How to Design a Database for Both Flexibility and Data Isolation?

Question

I am designing a system that serves multiple customers, providing data visualization for revenue and membership information.

Currently I use a separate schema approach to isolate customer data. Each customer has their own schema with nearly identical tables and columns, and the system determines which schema to connect to based on the customer name. While this ensures strong data isolation, it becomes a maintenance challenge: whenever there’s a change in requirements that affects table columns, I need to alter the same change across N tables for N customers. This makes the system less flexible.

I’m considering switching to a shared schema design. In this setup, all customer data would be stored in the same set of tables, using a column (like customer_name) to identify the customer. This makes schema changes easier as I would only need to update one table. However, this approach compromises data isolation like a bug in the SQL logic could result in one customer accidentally querying another customer’s data, which is a major safety concern. Are there other ways to strengthen data isolation in this shared schema design?

Is there a third approach that balances both modifiability (e.g., easy column changes) and data isolation (e.g., preventing one customer from accessing another customer’s data)?

Answer 1

This is a tool problem.

Automating schema changes will be more beneficial here. Depending on laws in whatever country your application is used, data isolation may practically be mandatory.

Instead, search for tools to automate schema migrations. This will necessarily require downstream changes in your deployment process. Those custom one-off SQL scripts should be prohibited.
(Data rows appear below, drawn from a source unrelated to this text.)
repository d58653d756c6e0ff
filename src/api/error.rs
use crate::api::handler::ApiResponse;
use crate::application_port::*;
use serde::Serialize;
use std::convert::Infallible;
use thiserror::Error;
use tracing::warn;
use warp::http::StatusCode;
use warp::{Rejection, reject};

pub async fn recover_error(err: Rejection) -> Result<impl warp::Reply, Infallible> {
    let code = if let Some(code) = err.find::<ApiErrorCode>() {
        code.clone()
    } else if err.is_not_found() {
        ApiErrorCode::NotFound
    } else if err.find::<warp::reject::MethodNotAllowed>().is_some() {
        ApiErrorCode::MethodNotAllowed
    } else if err.find::<warp::filters::body::BodyDeserializeError>().is_some()
        || err.find::<warp::reject::PayloadTooLarge>().is_some()
        || err.find::<warp::reject::UnsupportedMediaType>().is_some()
    {
        ApiErrorCode::InvalidInput
    } else {
        warn!("Unhandled rejection: {:?}", err);
        ApiErrorCode::InternalError
    };

    let json = warp::reply::json(&ApiResponse::<()>::err(code.clone(), code.to_string()));
    Ok(warp::reply::with_status(json, code.status()))
}

#[derive(Debug, Serialize)]
pub struct ApiError {
    pub code: ApiErrorCode,
    pub message: String,
}

#[derive(Debug, Clone, PartialEq, Eq, Error, Serialize)]
pub enum ApiErrorCode {
    #[error("Invalid email or password")]
    InvalidCredentials,
    #[error("Email already registered")]
    EmailTaken,
    #[error("Malformed request")]
    InvalidInput,
    #[error("Not authenticated")]
    InvalidToken,
    #[error("Not found")]
    NotFound,
    #[error("Method not allowed")]
    MethodNotAllowed,
    #[error("Request timed out")]
    Timeout,
    #[error("Internal error")]
    InternalError,
}

impl ApiErrorCode {
    pub fn internal<E: std::fmt::Display>(error: E) -> ApiErrorCode {
        warn!("Internal error: {}", error);
        ApiErrorCode::InternalError
    }

    pub fn status(&self) -> StatusCode {
        match self {
            ApiErrorCode::InvalidCredentials | ApiErrorCode::InvalidToken => {
                StatusCode::UNAUTHORIZED
            }
            ApiErrorCode::EmailTaken => StatusCode::CONFLICT,
            ApiErrorCode::InvalidInput => StatusCode::BAD_REQUEST,
            ApiErrorCode::NotFound => StatusCode::NOT_FOUND,
            ApiErrorCode::MethodNotAllowed => StatusCode::METHOD_NOT_ALLOWED,
            ApiErrorCode::Timeout => StatusCode::SERVICE_UNAVAILABLE,
            ApiErrorCode::InternalError => StatusCode::INTERNAL_SERVER_ERROR,
        }
    }
}

impl reject::Reject for ApiErrorCode {}

impl From<AuthError> for ApiErrorCode {
    fn from(error: AuthError) -> Self {
        match error {
            AuthError::InvalidCredentials => ApiErrorCode::InvalidCredentials,
            AuthError::UserExists => ApiErrorCode::EmailTaken,
            AuthError::InvalidInput(_) => ApiErrorCode::InvalidInput,
            AuthError::MissingToken
            | AuthError::InvalidSignature
            | AuthError::Expired
            | AuthError::UserNotFound
            | AuthError::StaleVersion => ApiErrorCode::InvalidToken,
            AuthError::Configuration(_) | AuthError::Store(_) | AuthError::InternalError(_) => {
                ApiErrorCode::internal(error)
            }
        }
    }
}

#[cfg(test)]
mod tests {
    use super::*;

    #[test]
    fn token_problems_share_one_code() {
        for error in [
            AuthError::MissingToken,
            AuthError::InvalidSignature,
            AuthError::Expired,
            AuthError::UserNotFound,
            AuthError::StaleVersion,
        ] {
            assert_eq!(ApiErrorCode::from(error), ApiErrorCode::InvalidToken);
        }
    }

    #[test]
    fn store_details_do_not_leak() {
        let code = ApiErrorCode::from(AuthError::Store("password=hunter2".to_string()));
        assert_eq!(code, ApiErrorCode::InternalError);
        assert_eq!(code.to_string(), "Internal error");
        assert_eq!(code.status(), StatusCode::INTERNAL_SERVER_ERROR);
    }
}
Everything is a migration from one version to another.

Most RDBMS allow SQL scripts to be written such that they can be run multiple times, but only applied once. For example, only create a table if it doesn't exist; add a unique constraint if the constraint name doesn't exist, etc. Checking the schema name before applying a change can help with inconsistencies between databases. Look into Evolutionary Database Design for a buzz-worthy search term.
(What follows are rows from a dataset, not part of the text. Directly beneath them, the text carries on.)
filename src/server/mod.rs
mod server;

pub use server::*;
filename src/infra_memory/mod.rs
mod user_store_memory;

pub use user_store_memory::*;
The nice thing about boring, repetitive tasks is that they can be automated with almost any programming language. Even a half-baked scripting language can give you enough power to reduce the grunt work and mistakes from doing things manually.

Some things to jump start your search:

• Active Record Migrations
• Microsoft Entity Framework Migrations
• Flyway Data Migrations
• Laravel Data Migrations
• And many more, too numerous to list.

Each technology stack should have a similar tool that offers a command line interface to facilitate scripting and automation. The command line interface is usually the most universal way to integrate schema migration tools into existing CI/CD pipelines.